[[ Input for this task, beginning ]]

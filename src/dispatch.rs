//! Dispatch Module - Two-channel action broadcast
//!
//! Every classified action leaves the adapter on two channels, in order:
//!
//! 1. **Primary**: a structured `ActionNotification` delivered to action
//!    handlers. This is the reliable channel.
//! 2. **Compatibility**: a synthesized `SynthKeyEvent` with a standard key
//!    name, delivered to key handlers and (optionally) a platform key sink,
//!    for consumers that only understand stock keyboard input.
//!
//! Before either channel fires, the signal's default platform behavior is
//! suppressed through an optional host-installed hook. Suppression and sink
//! failures are logged at debug level and swallowed - an optional
//! enhancement never disturbs the primary channel.
//!
//! # API
//!
//! - `dispatch(action, pressed, origin)` - Broadcast on both channels
//! - `on_action(handler)` - Subscribe to the primary channel
//! - `on_synth(handler)` - Subscribe to all synthesized key events
//! - `on_key(key, handler)` - Subscribe to one synthesized key
//! - `set_key_sink(sink)` / `clear_key_sink()` - Platform key injection
//! - `set_default_suppressor(f)` / `clear_default_suppressor()`
//! - `reset_dispatch_state()` - Clear everything (for testing)
//!
//! # Example
//!
//! ```ignore
//! use dpad_adapter::dispatch;
//!
//! let cleanup = dispatch::on_action(|notification| {
//!     println!("{} pressed={}", notification.action, notification.pressed);
//!     false // Don't cancel
//! });
//!
//! // Legacy consumer that only knows arrow keys:
//! let cleanup2 = dispatch::on_key("ArrowUp", |event| {
//!     if event.pressed { /* move cursor */ }
//!     false
//! });
//! ```

use std::cell::RefCell;
use std::collections::HashMap;
use std::io;

use crate::action::CanonicalAction;
use crate::event::{ActionNotification, RawKeySignal, SynthKeyEvent};

// =============================================================================
// TYPES
// =============================================================================

/// Handler for action notifications. Return true to cancel propagation
/// to later action handlers (the compatibility channel still fires).
pub type ActionHandler = Box<dyn Fn(&ActionNotification) -> bool>;

/// Handler for synthesized key events. Return true to stop propagation.
pub type SynthKeyHandler = Box<dyn Fn(&SynthKeyEvent) -> bool>;

/// Platform hook that injects a synthesized key event into a native input
/// stream (e.g. a pty). Injection may be forbidden by the platform; errors
/// are swallowed and the handler channels are unaffected.
pub trait KeySink {
    fn emit(&self, event: &SynthKeyEvent) -> io::Result<()>;
}

/// Host hook that suppresses a raw signal's default platform behavior
/// (page scroll, navigation, ...). Best-effort.
pub type Suppressor = Box<dyn Fn(&RawKeySignal) -> io::Result<()>>;

// =============================================================================
// REGISTRY
// =============================================================================

struct DispatchRegistry {
    action_handlers: Vec<(usize, ActionHandler)>,
    synth_handlers: Vec<(usize, SynthKeyHandler)>,
    key_handlers: HashMap<&'static str, Vec<(usize, SynthKeyHandler)>>,
    next_id: usize,
}

impl DispatchRegistry {
    fn new() -> Self {
        Self {
            action_handlers: Vec::new(),
            synth_handlers: Vec::new(),
            key_handlers: HashMap::new(),
            next_id: 0,
        }
    }

    fn next_id(&mut self) -> usize {
        let id = self.next_id;
        self.next_id += 1;
        id
    }
}

thread_local! {
    static REGISTRY: RefCell<DispatchRegistry> = RefCell::new(DispatchRegistry::new());
    static KEY_SINK: RefCell<Option<Box<dyn KeySink>>> = RefCell::new(None);
    static SUPPRESSOR: RefCell<Option<Suppressor>> = RefCell::new(None);
}

// =============================================================================
// DISPATCH
// =============================================================================

/// Broadcast a classified action on both channels.
///
/// Order: suppress the origin's default behavior (best-effort), notify
/// action handlers, then synthesize the standard key event. Cancellation
/// on the primary channel never skips the compatibility channel.
pub fn dispatch(action: CanonicalAction, pressed: bool, origin: &RawKeySignal) {
    suppress_default(origin);

    let notification = ActionNotification {
        action,
        pressed,
        origin: origin.clone(),
    };
    notify_action_handlers(&notification);

    synthesize_key(action, pressed);
}

/// Attempt to suppress the signal's default platform behavior.
/// Failure is logged and ignored.
fn suppress_default(origin: &RawKeySignal) {
    SUPPRESSOR.with(|hook| {
        if let Some(suppress) = hook.borrow().as_ref() {
            if let Err(err) = suppress(origin) {
                tracing::debug!(?err, "default suppression failed; continuing");
            }
        }
    });
}

/// Deliver a notification to action handlers, stopping at the first
/// handler that cancels.
fn notify_action_handlers(notification: &ActionNotification) {
    REGISTRY.with(|reg| {
        let reg = reg.borrow();
        for (_, handler) in &reg.action_handlers {
            if handler(notification) {
                break;
            }
        }
    });
}

/// Build and deliver the synthesized standard key event: key-specific
/// handlers first, then global synth handlers, then the platform sink.
fn synthesize_key(action: CanonicalAction, pressed: bool) {
    let event = SynthKeyEvent {
        key: action.synth_key(),
        pressed,
    };

    let consumed = REGISTRY.with(|reg| {
        let reg = reg.borrow();

        if let Some(handlers) = reg.key_handlers.get(event.key) {
            for (_, handler) in handlers {
                if handler(&event) {
                    return true;
                }
            }
        }

        for (_, handler) in &reg.synth_handlers {
            if handler(&event) {
                return true;
            }
        }

        false
    });

    // The sink models native injection; a consumed event stays in-process.
    if !consumed {
        KEY_SINK.with(|sink| {
            if let Some(sink) = sink.borrow().as_ref() {
                if let Err(err) = sink.emit(&event) {
                    tracing::debug!(?err, key = event.key, "key sink rejected synthesized event");
                }
            }
        });
    }
}

// =============================================================================
// SUBSCRIPTIONS
// =============================================================================

/// Subscribe to action notifications (primary channel).
/// Return true from the handler to cancel propagation to later handlers.
/// Returns cleanup function.
pub fn on_action<F>(handler: F) -> impl FnOnce()
where
    F: Fn(&ActionNotification) -> bool + 'static,
{
    let id = REGISTRY.with(|reg| {
        let mut reg = reg.borrow_mut();
        let id = reg.next_id();
        reg.action_handlers.push((id, Box::new(handler)));
        id
    });

    move || {
        REGISTRY.with(|reg| {
            let mut reg = reg.borrow_mut();
            reg.action_handlers.retain(|(handler_id, _)| *handler_id != id);
        });
    }
}

/// Subscribe to all synthesized key events (compatibility channel).
/// Returns cleanup function.
pub fn on_synth<F>(handler: F) -> impl FnOnce()
where
    F: Fn(&SynthKeyEvent) -> bool + 'static,
{
    let id = REGISTRY.with(|reg| {
        let mut reg = reg.borrow_mut();
        let id = reg.next_id();
        reg.synth_handlers.push((id, Box::new(handler)));
        id
    });

    move || {
        REGISTRY.with(|reg| {
            let mut reg = reg.borrow_mut();
            reg.synth_handlers.retain(|(handler_id, _)| *handler_id != id);
        });
    }
}

/// Subscribe to one synthesized key by its standard name.
/// Returns cleanup function.
pub fn on_key<F>(key: &'static str, handler: F) -> impl FnOnce()
where
    F: Fn(&SynthKeyEvent) -> bool + 'static,
{
    let id = REGISTRY.with(|reg| {
        let mut reg = reg.borrow_mut();
        let id = reg.next_id();
        reg.key_handlers
            .entry(key)
            .or_default()
            .push((id, Box::new(handler)));
        id
    });

    move || {
        REGISTRY.with(|reg| {
            let mut reg = reg.borrow_mut();
            if let Some(handlers) = reg.key_handlers.get_mut(key) {
                handlers.retain(|(handler_id, _)| *handler_id != id);
                if handlers.is_empty() {
                    reg.key_handlers.remove(key);
                }
            }
        });
    }
}

// =============================================================================
// HOST HOOKS
// =============================================================================

/// Install the platform key sink. Replaces any previous sink.
pub fn set_key_sink(sink: Box<dyn KeySink>) {
    KEY_SINK.with(|slot| *slot.borrow_mut() = Some(sink));
}

/// Remove the platform key sink.
pub fn clear_key_sink() {
    KEY_SINK.with(|slot| *slot.borrow_mut() = None);
}

/// Install the default-behavior suppressor hook. Replaces any previous hook.
pub fn set_default_suppressor<F>(suppress: F)
where
    F: Fn(&RawKeySignal) -> io::Result<()> + 'static,
{
    SUPPRESSOR.with(|slot| *slot.borrow_mut() = Some(Box::new(suppress)));
}

/// Remove the default-behavior suppressor hook.
pub fn clear_default_suppressor() {
    SUPPRESSOR.with(|slot| *slot.borrow_mut() = None);
}

/// Clear all handlers and hooks (for testing).
pub fn reset_dispatch_state() {
    REGISTRY.with(|reg| {
        let mut reg = reg.borrow_mut();
        reg.action_handlers.clear();
        reg.synth_handlers.clear();
        reg.key_handlers.clear();
        reg.next_id = 0;
    });
    clear_key_sink();
    clear_default_suppressor();
}

// =============================================================================
// TESTS
// =============================================================================

#[cfg(test)]
mod tests {
    use super::*;
    use std::cell::Cell;
    use std::rc::Rc;

    fn setup() {
        reset_dispatch_state();
    }

    #[test]
    fn test_primary_channel_payload() {
        setup();

        let seen = Rc::new(RefCell::new(None));
        let seen_clone = seen.clone();
        let _cleanup = on_action(move |notification| {
            *seen_clone.borrow_mut() = Some(notification.clone());
            false
        });

        let origin = RawKeySignal::press("Enter");
        dispatch(CanonicalAction::Enter, true, &origin);

        let notification = seen.borrow().clone().unwrap();
        assert_eq!(notification.action, CanonicalAction::Enter);
        assert!(notification.pressed);
        assert_eq!(notification.origin, origin);
    }

    #[test]
    fn test_both_channels_fire() {
        setup();

        let actions = Rc::new(Cell::new(0));
        let keys = Rc::new(Cell::new(0));

        let actions_clone = actions.clone();
        let _a = on_action(move |_| {
            actions_clone.set(actions_clone.get() + 1);
            false
        });

        let keys_clone = keys.clone();
        let _k = on_key("Enter", move |event| {
            assert!(event.pressed);
            keys_clone.set(keys_clone.get() + 1);
            false
        });

        dispatch(CanonicalAction::Enter, true, &RawKeySignal::press("Enter"));
        assert_eq!(actions.get(), 1);
        assert_eq!(keys.get(), 1);
    }

    #[test]
    fn test_cancel_stops_later_action_handlers_only() {
        setup();

        let _first = on_action(|_| true); // Cancel

        let reached = Rc::new(Cell::new(false));
        let reached_clone = reached.clone();
        let _second = on_action(move |_| {
            reached_clone.set(true);
            false
        });

        let synth = Rc::new(Cell::new(false));
        let synth_clone = synth.clone();
        let _s = on_synth(move |_| {
            synth_clone.set(true);
            false
        });

        dispatch(CanonicalAction::Up, true, &RawKeySignal::press("ArrowUp"));

        assert!(!reached.get()); // Later action handler skipped
        assert!(synth.get()); // Compatibility channel still fired
    }

    #[test]
    fn test_synth_key_names() {
        setup();

        let last = Rc::new(RefCell::new(None));
        let last_clone = last.clone();
        let _s = on_synth(move |event| {
            *last_clone.borrow_mut() = Some(*event);
            false
        });

        dispatch(CanonicalAction::Space, false, &RawKeySignal::release(" "));
        let event = last.borrow().unwrap();
        assert_eq!(event.key, " ");
        assert!(!event.pressed);
    }

    #[test]
    fn test_failing_sink_does_not_disturb_primary_channel() {
        setup();

        struct RejectingSink;
        impl KeySink for RejectingSink {
            fn emit(&self, _event: &SynthKeyEvent) -> io::Result<()> {
                Err(io::Error::new(io::ErrorKind::Unsupported, "injection forbidden"))
            }
        }
        set_key_sink(Box::new(RejectingSink));

        let actions = Rc::new(Cell::new(0));
        let actions_clone = actions.clone();
        let _a = on_action(move |_| {
            actions_clone.set(actions_clone.get() + 1);
            false
        });

        dispatch(CanonicalAction::Enter, true, &RawKeySignal::press("Enter"));
        assert_eq!(actions.get(), 1);
    }

    #[test]
    fn test_failing_suppressor_is_swallowed() {
        setup();

        set_default_suppressor(|_| {
            Err(io::Error::new(io::ErrorKind::PermissionDenied, "cannot suppress"))
        });

        let actions = Rc::new(Cell::new(0));
        let actions_clone = actions.clone();
        let _a = on_action(move |_| {
            actions_clone.set(actions_clone.get() + 1);
            false
        });

        dispatch(CanonicalAction::Down, true, &RawKeySignal::press("ArrowDown"));
        assert_eq!(actions.get(), 1);
    }

    #[test]
    fn test_sink_receives_unconsumed_events() {
        setup();

        let emitted = Rc::new(RefCell::new(Vec::new()));

        struct RecordingSink(Rc<RefCell<Vec<SynthKeyEvent>>>);
        impl KeySink for RecordingSink {
            fn emit(&self, event: &SynthKeyEvent) -> io::Result<()> {
                self.0.borrow_mut().push(*event);
                Ok(())
            }
        }
        set_key_sink(Box::new(RecordingSink(emitted.clone())));

        dispatch(CanonicalAction::Left, true, &RawKeySignal::press("ArrowLeft"));

        let events = emitted.borrow();
        assert_eq!(events.len(), 1);
        assert_eq!(events[0].key, "ArrowLeft");
        assert!(events[0].pressed);
    }

    #[test]
    fn test_cleanup_removes_action_handler() {
        setup();

        let count = Rc::new(Cell::new(0));
        let count_clone = count.clone();
        let cleanup = on_action(move |_| {
            count_clone.set(count_clone.get() + 1);
            false
        });

        dispatch(CanonicalAction::Up, true, &RawKeySignal::press("ArrowUp"));
        assert_eq!(count.get(), 1);

        cleanup();

        dispatch(CanonicalAction::Up, true, &RawKeySignal::press("ArrowUp"));
        assert_eq!(count.get(), 1);
    }
}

[[ Input for this task, end ]]

-- Brief --
Go through the entries and copy each line holding the string "static".

-- Result --
    key_handlers: HashMap<&'static str, Vec<(usize, SynthKeyHandler)>>,
    static REGISTRY: RefCell<DispatchRegistry> = RefCell::new(DispatchRegistry::new());
    static KEY_SINK: RefCell<Option<Box<dyn KeySink>>> = RefCell::new(None);
    static SUPPRESSOR: RefCell<Option<Suppressor>> = RefCell::new(None);
    F: Fn(&ActionNotification) -> bool + 'static,
    F: Fn(&SynthKeyEvent) -> bool + 'static,
pub fn on_key<F>(key: &'static str, handler: F) -> impl FnOnce()
    F: Fn(&SynthKeyEvent) -> bool + 'static,
    F: Fn(&RawKeySignal) -> io::Result<()> + 'static,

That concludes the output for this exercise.